use super::domain::{NewRestaurant, NewReview};

pub const MIN_RATING: i32 = 1;
pub const MAX_RATING: i32 = 5;

/// Rejections raised before a submission reaches the store.
#[derive(Debug, Clone, PartialEq, Eq, thiserror::Error)]
pub enum ValidationError {
    #[error("Missing required fields: {}", .0.join(", "))]
    MissingFields(Vec<&'static str>),
    #[error("rating must be between 1 and 5, got {0}")]
    RatingOutOfRange(i32),
    #[error("restaurant_id must reference a restaurant, got {0}")]
    InvalidRestaurantReference(i64),
    #[error("{0}")]
    InvalidStatus(String),
    /// Body, path or query that could not be decoded into the expected shape.
    #[error("{0}")]
    MalformedRequest(String),
}

fn blank(value: &str) -> bool {
    value.trim().is_empty()
}

pub fn validate_restaurant(restaurant: &NewRestaurant) -> Result<(), ValidationError> {
    let missing: Vec<&'static str> = [
        ("name", &restaurant.name),
        ("address", &restaurant.address),
        ("city", &restaurant.city),
        ("county", &restaurant.county),
        ("cuisine", &restaurant.cuisine),
    ]
    .into_iter()
    .filter(|(_, value)| blank(value))
    .map(|(field, _)| field)
    .collect();

    if missing.is_empty() {
        Ok(())
    } else {
        Err(ValidationError::MissingFields(missing))
    }
}

pub fn validate_review(review: &NewReview) -> Result<(), ValidationError> {
    let missing: Vec<&'static str> = [
        ("reviewer_name", &review.reviewer_name),
        ("review_text", &review.review_text),
        ("visit_date", &review.visit_date),
    ]
    .into_iter()
    .filter(|(_, value)| blank(value))
    .map(|(field, _)| field)
    .collect();

    if !missing.is_empty() {
        return Err(ValidationError::MissingFields(missing));
    }
    if review.restaurant_id <= 0 {
        return Err(ValidationError::InvalidRestaurantReference(
            review.restaurant_id,
        ));
    }
    if !(MIN_RATING..=MAX_RATING).contains(&review.rating) {
        return Err(ValidationError::RatingOutOfRange(review.rating));
    }
    Ok(())
}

* THE PROBLEM *
Copy each entry above exactly, leaving nothing out.

* EXERCISE RESPONSE *
use super::domain::{NewRestaurant, NewReview};

pub const MIN_RATING: i32 = 1;
pub const MAX_RATING: i32 = 5;

/// Rejections raised before a submission reaches the store.
#[derive(Debug, Clone, PartialEq, Eq, thiserror::Error)]
pub enum ValidationError {
    #[error("Missing required fields: {}", .0.join(", "))]
    MissingFields(Vec<&'static str>),
    #[error("rating must be between 1 and 5, got {0}")]
    RatingOutOfRange(i32),
    #[error("restaurant_id must reference a restaurant, got {0}")]
    InvalidRestaurantReference(i64),
    #[error("{0}")]
    InvalidStatus(String),
    /// Body, path or query that could not be decoded into the expected shape.
    #[error("{0}")]
    MalformedRequest(String),
}

fn blank(value: &str) -> bool {
    value.trim().is_empty()
}

pub fn validate_restaurant(restaurant: &NewRestaurant) -> Result<(), ValidationError> {
    let missing: Vec<&'static str> = [
        ("name", &restaurant.name),
        ("address", &restaurant.address),
        ("city", &restaurant.city),
        ("county", &restaurant.county),
        ("cuisine", &restaurant.cuisine),
    ]
    .into_iter()
    .filter(|(_, value)| blank(value))
    .map(|(field, _)| field)
    .collect();

    if missing.is_empty() {
        Ok(())
    } else {
        Err(ValidationError::MissingFields(missing))
    }
}

pub fn validate_review(review: &NewReview) -> Result<(), ValidationError> {
    let missing: Vec<&'static str> = [
        ("reviewer_name", &review.reviewer_name),
        ("review_text", &review.review_text),
        ("visit_date", &review.visit_date),
    ]
    .into_iter()
    .filter(|(_, value)| blank(value))
    .map(|(field, _)| field)
    .collect();

    if !missing.is_empty() {
        return Err(ValidationError::MissingFields(missing));
    }
    if review.restaurant_id <= 0 {
        return Err(ValidationError::InvalidRestaurantReference(
            review.restaurant_id,
        ));
    }
    if !(MIN_RATING..=MAX_RATING).contains(&review.rating) {
        return Err(ValidationError::RatingOutOfRange(review.rating));
    }
    Ok(())
}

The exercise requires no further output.